I remember the moment I realized I needed to learn how to play the piano.
[Psssst. Keep reading; this is still about maps!]
During my second semester at Berklee, I found myself with a bunch of fellow art-nerds, sitting in an apartment watching a video [VHS whaaaaa!] about a dance piece collaboration between Garth Fagan and Wynton Marsalis called “Griot New York”. Wynton rolls into a rehearsal toting his horn in a gig bag and rolling a full-size yamaha keyboard behind him. As the voice-over goes into dance/music duality overanalysis mode, I see that Wynton is playing the trumpet with his right hand and laying down chord progressions on the keys with his left hand.
Sure, I’d heard about Dizzy Gillespie, John Coltrane, Charlie Haden et al. doing their composing on piano. I’d gotten all sorts of pressure to put down my horn and practice the keys regularly as a way of understanding the harmonic roots of the music I wanted to play. But this was live proof - in the form of one of the greatest virtuosos of a generation - that a melody instrument could only take you so far in both performance and composition before you needed Western music’s chosen tool for getting at the harmony underneath.

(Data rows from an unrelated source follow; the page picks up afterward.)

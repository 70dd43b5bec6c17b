// src/closet/snapshot.rs
//! Single-pass aggregation of the item collection. Derived fresh for each
//! gap-analysis request, never persisted.

use super::ClothingItem;
use serde::Serialize;
use std::collections::HashMap;

#[derive(Debug, Clone, Default, Serialize)]
pub struct ClosetSnapshot {
    pub total_items: usize,
    pub category_counts: HashMap<String, usize>,
    /// Keyed by lowercased color value.
    pub color_distribution: HashMap<String, usize>,
    pub occasion_density: HashMap<String, usize>,
    pub season_distribution: HashMap<String, usize>,
}

/// Aggregate the collection into count maps. O(n) in items.
pub fn build_snapshot(items: &[ClothingItem]) -> ClosetSnapshot {
    let mut snapshot = ClosetSnapshot {
        total_items: items.len(),
        ..Default::default()
    };

    for item in items {
        *snapshot
            .category_counts
            .entry(item.category.clone())
            .or_default() += 1;

        for color in &item.colors {
            *snapshot
                .color_distribution
                .entry(color.to_lowercase())
                .or_default() += 1;
        }

        for occasion in &item.occasions {
            *snapshot
                .occasion_density
                .entry(occasion.clone())
                .or_default() += 1;
        }

        for season in &item.seasons {
            *snapshot
                .season_distribution
                .entry(season.clone())
                .or_default() += 1;
        }
    }

    snapshot
}

#[cfg(test)]
mod tests {
    use super::*;

    fn item(category: &str, colors: &[&str], occasions: &[&str], seasons: &[&str]) -> ClothingItem {
        let mut it = ClothingItem::new(category, colors.iter().map(|c| c.to_string()).collect());
        it.occasions = occasions.iter().map(|o| o.to_string()).collect();
        it.seasons = seasons.iter().map(|s| s.to_string()).collect();
        it
    }

    #[test]
    fn test_empty_collection() {
        let snapshot = build_snapshot(&[]);
        assert_eq!(snapshot.total_items, 0);
        assert!(snapshot.category_counts.is_empty());
        assert!(snapshot.color_distribution.is_empty());
        assert!(snapshot.occasion_density.is_empty());
        assert!(snapshot.season_distribution.is_empty());
    }

    #[test]
    fn test_category_counts_sum_to_total() {
        let items = vec![
            item("shirt", &["#FFFFFF"], &["casual"], &["summer"]),
            item("shirt", &["#000000"], &["business"], &["all-season"]),
            item("pants", &["#000080"], &["casual", "business"], &["winter"]),
        ];
        let snapshot = build_snapshot(&items);
        assert_eq!(snapshot.total_items, 3);
        assert_eq!(snapshot.category_counts.values().sum::<usize>(), 3);
        assert_eq!(snapshot.category_counts["shirt"], 2);
        assert_eq!(snapshot.occasion_density["casual"], 2);
    }

    #[test]
    fn test_colors_are_case_normalized() {
        let items = vec![
            item("shirt", &["#FFFFFF"], &[], &[]),
            item("dress", &["#ffffff"], &[], &[]),
        ];
        let snapshot = build_snapshot(&items);
        assert_eq!(snapshot.color_distribution["#ffffff"], 2);
    }
}
// src/storage/mod.rs
//! Pool setup and schema migrations. Run `run_migrations` at startup to
//! guarantee schema compatibility; every statement is idempotent.

use crate::config::CONFIG;
use anyhow::Result;
use sqlx::sqlite::SqlitePoolOptions;
use sqlx::{Executor, SqlitePool};
use tracing::info;

const CREATE_CLOSET_ITEMS: &str = r#"
CREATE TABLE IF NOT EXISTS closet_items (
    id INTEGER PRIMARY KEY AUTOINCREMENT,
    category TEXT NOT NULL,
    colors TEXT NOT NULL,
    occasions TEXT NOT NULL,
    seasons TEXT NOT NULL,
    brand TEXT,
    size TEXT,
    created_at DATETIME NOT NULL
);
"#;

const CREATE_CLOSET_ITEMS_CATEGORY_IDX: &str =
    "CREATE INDEX IF NOT EXISTS idx_closet_items_category ON closet_items(category);";

/// Singleton row, pinned to id 1. The whole profile travels as one JSON
/// document; the season column exists for cheap filtering queries.
const CREATE_COLOR_PROFILE: &str = r#"
CREATE TABLE IF NOT EXISTS color_profile (
    id INTEGER PRIMARY KEY CHECK (id = 1),
    recommended_season TEXT NOT NULL,
    profile TEXT NOT NULL,
    updated_at DATETIME NOT NULL
);
"#;

const CREATE_OUTFIT_RATINGS: &str = r#"
CREATE TABLE IF NOT EXISTS outfit_ratings (
    id TEXT PRIMARY KEY,
    outfit_id TEXT NOT NULL,
    direction TEXT NOT NULL CHECK (direction IN ('up', 'down')),
    item_ids TEXT NOT NULL,
    styling_tips TEXT,
    created_at DATETIME NOT NULL
);
"#;

const CREATE_PREFERENCE_STATS: &str = r#"
CREATE TABLE IF NOT EXISTS preference_stats (
    id INTEGER PRIMARY KEY CHECK (id = 1),
    color_stats TEXT NOT NULL,
    item_stats TEXT NOT NULL,
    combo_stats TEXT NOT NULL,
    updated_at DATETIME
);
"#;

pub async fn run_migrations(pool: &SqlitePool) -> Result<()> {
    pool.execute(CREATE_CLOSET_ITEMS).await?;
    pool.execute(CREATE_CLOSET_ITEMS_CATEGORY_IDX).await?;
    pool.execute(CREATE_COLOR_PROFILE).await?;
    pool.execute(CREATE_OUTFIT_RATINGS).await?;
    pool.execute(CREATE_PREFERENCE_STATS).await?;
    info!("database migrations complete");
    Ok(())
}

/// Connect to the configured database and bring the schema up to date.
pub async fn connect() -> Result<SqlitePool> {
    let pool = SqlitePoolOptions::new()
        .max_connections(CONFIG.sqlite_max_connections)
        .connect(&CONFIG.database_url)
        .await?;
    run_migrations(&pool).await?;
    Ok(pool)
}
// src/season/quiz.rs
//! Deterministic quiz scorer: eight answers -> two signed axes -> a season.
//!
//! Each answer option carries a fixed contribution to the warmth axis
//! (warm positive, cool negative) and/or the brightness axis (bright/high
//! contrast positive, muted/low contrast negative). Unknown answer values
//! contribute zero rather than being rejected.

use super::ColorSeason;
use serde::{Deserialize, Serialize};

/// The eight quiz answers. Values are the option keys from [`QUIZ_QUESTIONS`];
/// anything else is treated as "unsure" and weighs nothing.
#[derive(Debug, Clone, Default, Serialize, Deserialize)]
pub struct QuizAnswers {
    pub veins: String,
    pub jewelry: String,
    pub white_shade: String,
    pub sun_reaction: String,
    pub hair: String,
    pub eyes: String,
    pub contrast: String,
    pub color_family: String,
}

#[derive(Debug, Clone, Copy, PartialEq, Eq, Serialize, Deserialize)]
pub struct QuizResult {
    pub season: ColorSeason,
    /// 0-100, how decisively the answers pointed at one quadrant.
    pub confidence: u8,
    pub warmth: i32,
    pub brightness: i32,
}

/// Score the quiz. Pure and deterministic: identical answers always yield an
/// identical result.
pub fn score_quiz(answers: &QuizAnswers) -> QuizResult {
    let mut warmth: i32 = 0;
    let mut brightness: i32 = 0;
    let mut answered: i32 = 0;

    // Q1: vein color
    match answers.veins.as_str() {
        "green" => warmth += 2,
        "blue" => warmth -= 2,
        _ => {}
    }
    answered += 1;

    // Q2: jewelry metal
    match answers.jewelry.as_str() {
        "gold" => warmth += 2,
        "silver" => warmth -= 2,
        _ => {}
    }
    answered += 1;

    // Q3: white shade
    match answers.white_shade.as_str() {
        "ivory" => warmth += 1,
        "pure" => warmth -= 1,
        _ => {}
    }
    answered += 1;

    // Q4: sun reaction. Unrecognized values leave the question uncounted,
    // matching the shipped scorer (it shifts the confidence denominator).
    match answers.sun_reaction.as_str() {
        "tan" => {
            warmth += 1;
            brightness += 1;
            answered += 1;
        }
        "burn_tan" => answered += 1,
        "burn" => {
            warmth -= 1;
            brightness -= 1;
            answered += 1;
        }
        _ => {}
    }

    // Q5: natural hair color
    match answers.hair.as_str() {
        "golden" => warmth += 2,
        "ash" => warmth -= 2,
        "black" => brightness += 1,
        _ => {}
    }
    answered += 1;

    // Q6: eye color
    match answers.eyes.as_str() {
        "warm_brown" => warmth += 1,
        "cool_blue" => warmth -= 1,
        "dark" => brightness += 1,
        _ => {}
    }
    answered += 1;

    // Q7: skin/hair/eye contrast
    match answers.contrast.as_str() {
        "high" => brightness += 2,
        "low" => brightness -= 2,
        _ => {}
    }
    answered += 1;

    // Q8: which color family makes you glow. Same uncounted-when-unknown
    // behavior as Q4.
    match answers.color_family.as_str() {
        "warm_bright" => {
            warmth += 2;
            brightness += 2;
            answered += 1;
        }
        "cool_soft" => {
            warmth -= 2;
            brightness -= 2;
            answered += 1;
        }
        "warm_rich" => {
            warmth += 2;
            brightness -= 2;
            answered += 1;
        }
        "cool_bright" => {
            warmth -= 2;
            brightness += 2;
            answered += 1;
        }
        _ => {}
    }

    let season = classify(warmth, brightness);

    // Confidence: fraction of the maximum attainable axis magnitude.
    let max_possible = answered * 2;
    let actual = warmth.abs() + brightness.abs();
    let confidence = if max_possible > 0 {
        (((actual as f64 / max_possible as f64) * 100.0).round() as i64).min(100) as u8
    } else {
        0
    };

    QuizResult {
        season,
        confidence,
        warmth,
        brightness,
    }
}

/// Quadrant classification with the zero-axis tie-break.
///
/// Known asymmetry, kept deliberately: the tie-break can never produce
/// `WarmAutumn`. A zero warmth axis falls through to the brightness branch,
/// which only chooses between `CoolWinter` and `CoolSummer`.
fn classify(warmth: i32, brightness: i32) -> ColorSeason {
    if warmth > 0 && brightness > 0 {
        ColorSeason::WarmSpring
    } else if warmth < 0 && brightness < 0 {
        ColorSeason::CoolSummer
    } else if warmth > 0 && brightness < 0 {
        ColorSeason::WarmAutumn
    } else if warmth < 0 && brightness > 0 {
        ColorSeason::CoolWinter
    } else if warmth.abs() > brightness.abs() {
        if warmth > 0 {
            ColorSeason::WarmSpring
        } else {
            ColorSeason::CoolSummer
        }
    } else if brightness > 0 {
        ColorSeason::CoolWinter
    } else {
        ColorSeason::CoolSummer
    }
}

/// One selectable option of a quiz question.
#[derive(Debug, Clone, Copy, Serialize)]
pub struct QuizOption {
    pub value: &'static str,
    pub label: &'static str,
}

/// A quiz question with its fixed option set.
#[derive(Debug, Clone, Copy, Serialize)]
pub struct QuizQuestion {
    pub id: &'static str,
    pub question: &'static str,
    pub options: &'static [QuizOption],
}

/// The onboarding quiz, in presentation order.
pub static QUIZ_QUESTIONS: [QuizQuestion; 8] = [
    QuizQuestion {
        id: "veins",
        question: "Look at your wrist veins in natural light. What color are they?",
        options: &[
            QuizOption { value: "green", label: "Green/olive" },
            QuizOption { value: "blue", label: "Blue/purple" },
            QuizOption { value: "both", label: "Both/hard to tell" },
        ],
    },
    QuizQuestion {
        id: "jewelry",
        question: "Which metal jewelry looks best on you?",
        options: &[
            QuizOption { value: "gold", label: "Gold/rose gold/copper" },
            QuizOption { value: "silver", label: "Silver/white gold/platinum" },
            QuizOption { value: "both", label: "Both equally" },
        ],
    },
    QuizQuestion {
        id: "white_shade",
        question: "Which white shade looks better on you?",
        options: &[
            QuizOption { value: "ivory", label: "Ivory/cream/off-white" },
            QuizOption { value: "pure", label: "Pure white/bright white" },
            QuizOption { value: "unsure", label: "Not sure" },
        ],
    },
    QuizQuestion {
        id: "sun_reaction",
        question: "How does your skin react to sun exposure?",
        options: &[
            QuizOption { value: "tan", label: "Tan easily to golden/bronze" },
            QuizOption { value: "burn_tan", label: "Burn first then may tan" },
            QuizOption { value: "burn", label: "Burn easily, rarely tan" },
        ],
    },
    QuizQuestion {
        id: "hair",
        question: "What is your natural hair color?",
        options: &[
            QuizOption { value: "golden", label: "Golden blonde/auburn/warm brown with gold tones" },
            QuizOption { value: "ash", label: "Ash blonde/brown (no gold)" },
            QuizOption { value: "black", label: "Black/very dark brown" },
            QuizOption { value: "medium", label: "Medium brown" },
        ],
    },
    QuizQuestion {
        id: "eyes",
        question: "What is your eye color?",
        options: &[
            QuizOption { value: "warm_brown", label: "Warm brown/amber/hazel with gold/warm blue" },
            QuizOption { value: "cool_blue", label: "Gray/blue-gray/cool blue/soft brown" },
            QuizOption { value: "dark", label: "Dark brown/black" },
            QuizOption { value: "green", label: "Green/hazel" },
        ],
    },
    QuizQuestion {
        id: "contrast",
        question: "What is the contrast between your skin, hair, and eyes?",
        options: &[
            QuizOption { value: "high", label: "High contrast (very different tones)" },
            QuizOption { value: "low", label: "Low contrast (similar tones)" },
            QuizOption { value: "medium", label: "Medium contrast" },
        ],
    },
    QuizQuestion {
        id: "color_family",
        question: "Which colors make you glow?",
        options: &[
            QuizOption { value: "warm_bright", label: "Warm bright: coral/peach/turquoise" },
            QuizOption { value: "cool_soft", label: "Cool soft: lavender/dusty rose/mauve" },
            QuizOption { value: "warm_rich", label: "Warm rich: rust/olive/mustard" },
            QuizOption { value: "cool_bright", label: "Cool bright: royal blue/magenta/emerald" },
        ],
    },
];

#[cfg(test)]
mod tests {
    use super::*;

    fn all_warm_bright() -> QuizAnswers {
        QuizAnswers {
            veins: "green".into(),
            jewelry: "gold".into(),
            white_shade: "ivory".into(),
            sun_reaction: "tan".into(),
            hair: "golden".into(),
            eyes: "warm_brown".into(),
            contrast: "high".into(),
            color_family: "warm_bright".into(),
        }
    }

    #[test]
    fn test_deterministic() {
        let answers = all_warm_bright();
        let a = score_quiz(&answers);
        let b = score_quiz(&answers);
        assert_eq!(a, b);
    }

    #[test]
    fn test_all_warm_bright_is_full_confidence_spring() {
        let result = score_quiz(&all_warm_bright());
        assert_eq!(result.season, ColorSeason::WarmSpring);
        // warmth 2+2+1+1+2+1+2 = 11, brightness 1+2+2 = 5: 16 of max 16
        assert_eq!(result.warmth, 11);
        assert_eq!(result.brightness, 5);
        assert_eq!(result.confidence, 100);
    }

    #[test]
    fn test_all_cool_muted() {
        let answers = QuizAnswers {
            veins: "blue".into(),
            jewelry: "silver".into(),
            white_shade: "pure".into(),
            sun_reaction: "burn".into(),
            hair: "ash".into(),
            eyes: "cool_blue".into(),
            contrast: "low".into(),
            color_family: "cool_soft".into(),
        };
        let result = score_quiz(&answers);
        assert_eq!(result.season, ColorSeason::CoolSummer);
        assert_eq!(result.confidence, 100);
    }

    #[test]
    fn test_confidence_bounds() {
        let result = score_quiz(&QuizAnswers::default());
        assert!(result.confidence <= 100);
        assert_eq!(result.confidence, 0);
        // Unknown values are permissively ignored, not rejected.
        assert_eq!(result.warmth, 0);
        assert_eq!(result.brightness, 0);
    }

    #[test]
    fn test_zero_warmth_fallback_never_warm_autumn() {
        // blue veins -2w, gold jewelry +2w, ivory white +1w, burn -1w-1b,
        // low contrast -2b: nets to warmth 0, brightness -3.
        let answers = QuizAnswers {
            veins: "blue".into(),
            jewelry: "gold".into(),
            white_shade: "ivory".into(),
            sun_reaction: "burn".into(),
            contrast: "low".into(),
            ..Default::default()
        };
        let result = score_quiz(&answers);
        assert_eq!(result.warmth, 0);
        assert_eq!(result.brightness, -3);
        // The tie-break picks along the brightness axis and can only return
        // CoolWinter or CoolSummer: WarmAutumn is unreachable from a tie.
        assert_eq!(result.season, ColorSeason::CoolSummer);
    }

    #[test]
    fn test_equal_axes_tie_goes_to_brightness_branch() {
        // warmth 0, brightness 0 -> brightness branch, non-positive -> CoolSummer
        let result = score_quiz(&QuizAnswers::default());
        assert_eq!(result.season, ColorSeason::CoolSummer);
    }

    #[test]
    fn test_warm_muted_still_reachable_by_quadrant() {
        let answers = QuizAnswers {
            veins: "green".into(),
            jewelry: "gold".into(),
            contrast: "low".into(),
            color_family: "warm_rich".into(),
            ..Default::default()
        };
        let result = score_quiz(&answers);
        assert!(result.warmth > 0 && result.brightness < 0);
        assert_eq!(result.season, ColorSeason::WarmAutumn);
    }

    #[test]
    fn test_question_catalog_matches_answer_fields() {
        let ids: Vec<&str> = QUIZ_QUESTIONS.iter().map(|q| q.id).collect();
        assert_eq!(
            ids,
            vec![
                "veins",
                "jewelry",
                "white_shade",
                "sun_reaction",
                "hair",
                "eyes",
                "contrast",
                "color_family"
            ]
        );
        for q in QUIZ_QUESTIONS.iter() {
            assert!(q.options.len() >= 3);
        }
    }
}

The piano is a compiled language, to be sure - several steps abstracted from the wonder that is our perception of tone and harmony. But it fits the question I’ve heard time and time again from GIS analysts, and seen in blog-nonsense form hither and yon:
Do I really need to learn python/piano?
Yes. Your advancement as a scientist/artist will not be possible without it.
Let me close with another question brought on by this crude metaphor: If the piano is Fortran, does music have a kernel? :)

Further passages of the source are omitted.